= Beginning of Section =
//! External-auth operation synchroniser.
//!
//! External auths have no remote state machine: existence is the signal.
//! Create and update complete once the object is visible; delete completes
//! once it is gone.

use super::{
    complete_deletion, update_resource_state, wants, OperationContext, OperationSyncer, Outcome,
};
use async_trait::async_trait;
use hcp_clients::ocm::ClusterService;
use hcp_clients::store::{Docs, StoreBackend};
use hcp_core::documents::{ExternalAuthDocument, OperationDocument};
use hcp_core::keys::TYPE_EXTERNAL_AUTHS;
use hcp_core::{OperationRequest, ProvisioningState};
use hcp_runtime::BoxError;
use std::sync::Arc;

pub struct ExternalAuthOperationSyncer {
    ctx: Arc<OperationContext>,
    backend: Arc<dyn StoreBackend>,
    external_auths: Docs<ExternalAuthDocument>,
    cluster_service: Arc<dyn ClusterService>,
}

impl ExternalAuthOperationSyncer {
    #[must_use]
    pub fn new(
        ctx: Arc<OperationContext>,
        backend: Arc<dyn StoreBackend>,
        cluster_service: Arc<dyn ClusterService>,
    ) -> Self {
        Self {
            ctx,
            external_auths: Docs::new(Arc::clone(&backend)),
            backend,
            cluster_service,
        }
    }
}

#[async_trait]
impl OperationSyncer for ExternalAuthOperationSyncer {
    fn should_process(&self, op: &OperationDocument) -> bool {
        wants(
            op,
            &[
                OperationRequest::Create,
                OperationRequest::Update,
                OperationRequest::Delete,
            ],
            TYPE_EXTERNAL_AUTHS,
        )
    }

    async fn synchronize(&self, op: &OperationDocument) -> Result<(), BoxError> {
        if op.is_terminal() {
            update_resource_state(&self.external_auths, op).await?;
            return self.ctx.notify_if_pending(op).await;
        }
        let Some(internal_id) = &op.internal_id else {
            return Err(format!("operation {} has no cluster-service id", op.id).into());
        };
        match self.cluster_service.get_external_auth(internal_id).await {
            Ok(_) => {
                let outcome = match op.request {
                    OperationRequest::Delete => Outcome::to(ProvisioningState::Deleting),
                    _ => Outcome::to(ProvisioningState::Succeeded),
                };
                let op = self.ctx.apply_outcome(op, outcome).await?;
                update_resource_state(&self.external_auths, &op).await?;
                self.ctx.notify_if_pending(&op).await
            }
            Err(err) if err.is_not_found() => match op.request {
                OperationRequest::Delete => {
                    complete_deletion(&self.ctx, &self.backend, op).await
                }
                _ => Err(err.into()),
            },
            Err(err) => Err(err.into()),
        }
    }
}
//! Key enumerators for the periodic resync walks.
//!
//! Each walk starts from the subscription population and fans out to the
//! relevant children. Only Registered/Warned subscriptions are walked.

use async_trait::async_trait;
use futures::TryStreamExt;
use hcp_clients::store::{Docs, StoreBackend};
use hcp_core::documents::{
    ClusterDocument, Document, ExternalAuthDocument, NodePoolDocument, OperationDocument,
    SubscriptionDocument,
};
use hcp_core::{
    ClusterKey, ExternalAuthKey, NodePoolKey, OperationKey, ResourceId, ResourceKey,
    SubscriptionKey,
};
use hcp_runtime::{BoxError, KeyEnumerator};
use std::sync::Arc;
use tracing::warn;

async fn active_subscriptions(
    subscriptions: &Docs<SubscriptionDocument>,
) -> Result<Vec<SubscriptionDocument>, BoxError> {
    let all: Vec<SubscriptionDocument> = subscriptions.list(None).try_collect().await?;
    Ok(all.into_iter().filter(|sub| sub.state.is_active()).collect())
}

/// Enumerates the keys of one document kind across all active
/// subscriptions.
pub struct ChildKeyEnumerator<D, K> {
    subscriptions: Docs<SubscriptionDocument>,
    docs: Docs<D>,
    to_key: fn(&ResourceId) -> Option<K>,
}

impl<D: Document, K: ResourceKey> ChildKeyEnumerator<D, K> {
    #[must_use]
    pub fn new(backend: Arc<dyn StoreBackend>, to_key: fn(&ResourceId) -> Option<K>) -> Self {
        Self {
            subscriptions: Docs::new(Arc::clone(&backend)),
            docs: Docs::new(backend),
            to_key,
        }
    }
}

#[async_trait]
impl<D: Document, K: ResourceKey> KeyEnumerator<K> for ChildKeyEnumerator<D, K> {
    async fn keys(&self) -> Result<Vec<K>, BoxError> {
        let mut keys = Vec::new();
        for sub in active_subscriptions(&self.subscriptions).await? {
            let mut docs = self.docs.list(Some(&sub.id));
            while let Some(doc) = docs.try_next().await? {
                match (self.to_key)(doc.id()) {
                    Some(key) => keys.push(key),
                    None => warn!(id = %doc.id(), "document id does not form a key"),
                }
            }
        }
        Ok(keys)
    }
}

#[must_use]
pub fn cluster_keys(backend: Arc<dyn StoreBackend>) -> ChildKeyEnumerator<ClusterDocument, ClusterKey> {
    ChildKeyEnumerator::new(backend, ClusterKey::from_resource_id)
}

#[must_use]
pub fn node_pool_keys(
    backend: Arc<dyn StoreBackend>,
) -> ChildKeyEnumerator<NodePoolDocument, NodePoolKey> {
    ChildKeyEnumerator::new(backend, NodePoolKey::from_resource_id)
}

#[must_use]
pub fn external_auth_keys(
    backend: Arc<dyn StoreBackend>,
) -> ChildKeyEnumerator<ExternalAuthDocument, ExternalAuthKey> {
    ChildKeyEnumerator::new(backend, ExternalAuthKey::from_resource_id)
}

#[must_use]
pub fn operation_keys(
    backend: Arc<dyn StoreBackend>,
) -> ChildKeyEnumerator<OperationDocument, OperationKey> {
    ChildKeyEnumerator::new(backend, OperationKey::from_resource_id)
}

/// Enumerates the active subscriptions themselves.
pub struct SubscriptionKeyEnumerator {
    subscriptions: Docs<SubscriptionDocument>,
}

impl SubscriptionKeyEnumerator {
    #[must_use]
    pub fn new(backend: Arc<dyn StoreBackend>) -> Self {
        Self {
            subscriptions: Docs::new(backend),
        }
    }
}

#[async_trait]
impl KeyEnumerator<SubscriptionKey> for SubscriptionKeyEnumerator {
    async fn keys(&self) -> Result<Vec<SubscriptionKey>, BoxError> {
        Ok(active_subscriptions(&self.subscriptions)
            .await?
            .iter()
            .map(SubscriptionDocument::key)
            .collect())
    }
}
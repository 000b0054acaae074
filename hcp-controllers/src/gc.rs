//! Recursive deletion of document hierarchies.

use futures::TryStreamExt;
use hcp_clients::store::{StoreBackend, StoreError};
use hcp_core::keys::TYPE_CONTROLLERS;
use hcp_core::ResourceId;
use std::sync::Arc;
use tracing::{debug, warn};

/// Whether `id` addresses a controller record.
#[must_use]
pub fn is_controller_record(id: &ResourceId) -> bool {
    id.resource_type().eq_ignore_ascii_case(TYPE_CONTROLLERS)
}

/// Deletes every descendant of `root` matched by `retainable`, then `root`
/// itself. Both steps tolerate already-deleted documents, so a crashed run
/// is re-runnable and a second invocation is a no-op.
///
/// Operations under the deleted hierarchy are not touched here; they are
/// garbage-collected by TTL.
pub async fn delete_recursively(
    backend: &Arc<dyn StoreBackend>,
    root: &ResourceId,
) -> Result<(), StoreError> {
    delete_descendants_matching(backend, root, |_| true).await?;
    delete_ignoring_missing(backend, root).await
}

/// Deletes the descendants of `root` for which `matches` returns true.
/// `root` itself is left alone.
pub async fn delete_descendants_matching(
    backend: &Arc<dyn StoreBackend>,
    root: &ResourceId,
    matches: impl Fn(&ResourceId) -> bool,
) -> Result<(), StoreError> {
    let mut descendants = backend.list_recursive(root);
    let mut doomed = Vec::new();
    while let Some(value) = descendants.try_next().await? {
        let Some(raw) = value.get("id").and_then(serde_json::Value::as_str) else {
            warn!(%root, "descendant document without an id field, skipping");
            continue;
        };
        let id: ResourceId = match raw.parse() {
            Ok(id) => id,
            Err(error) => {
                warn!(%root, raw, %error, "descendant document with unparseable id, skipping");
                continue;
            }
        };
        if matches(&id) {
            doomed.push(id);
        }
    }
    drop(descendants);

    debug!(%root, count = doomed.len(), "deleting descendants");
    for id in &doomed {
        delete_ignoring_missing(backend, id).await?;
    }
    Ok(())
}

async fn delete_ignoring_missing(
    backend: &Arc<dyn StoreBackend>,
    id: &ResourceId,
) -> Result<(), StoreError> {
    match backend.delete(id).await {
        Ok(()) => Ok(()),
        Err(err) if err.is_not_found() => Ok(()),
        Err(err) => Err(err),
    }
}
= End of Section =
WHAT NEEDS TO BE DONE:
Lines with the string "else": pick each one out of the material and return it.

EXERCISE RESULT:
        let Some(internal_id) = &op.internal_id else {
        let Some(raw) = value.get("id").and_then(serde_json::Value::as_str) else {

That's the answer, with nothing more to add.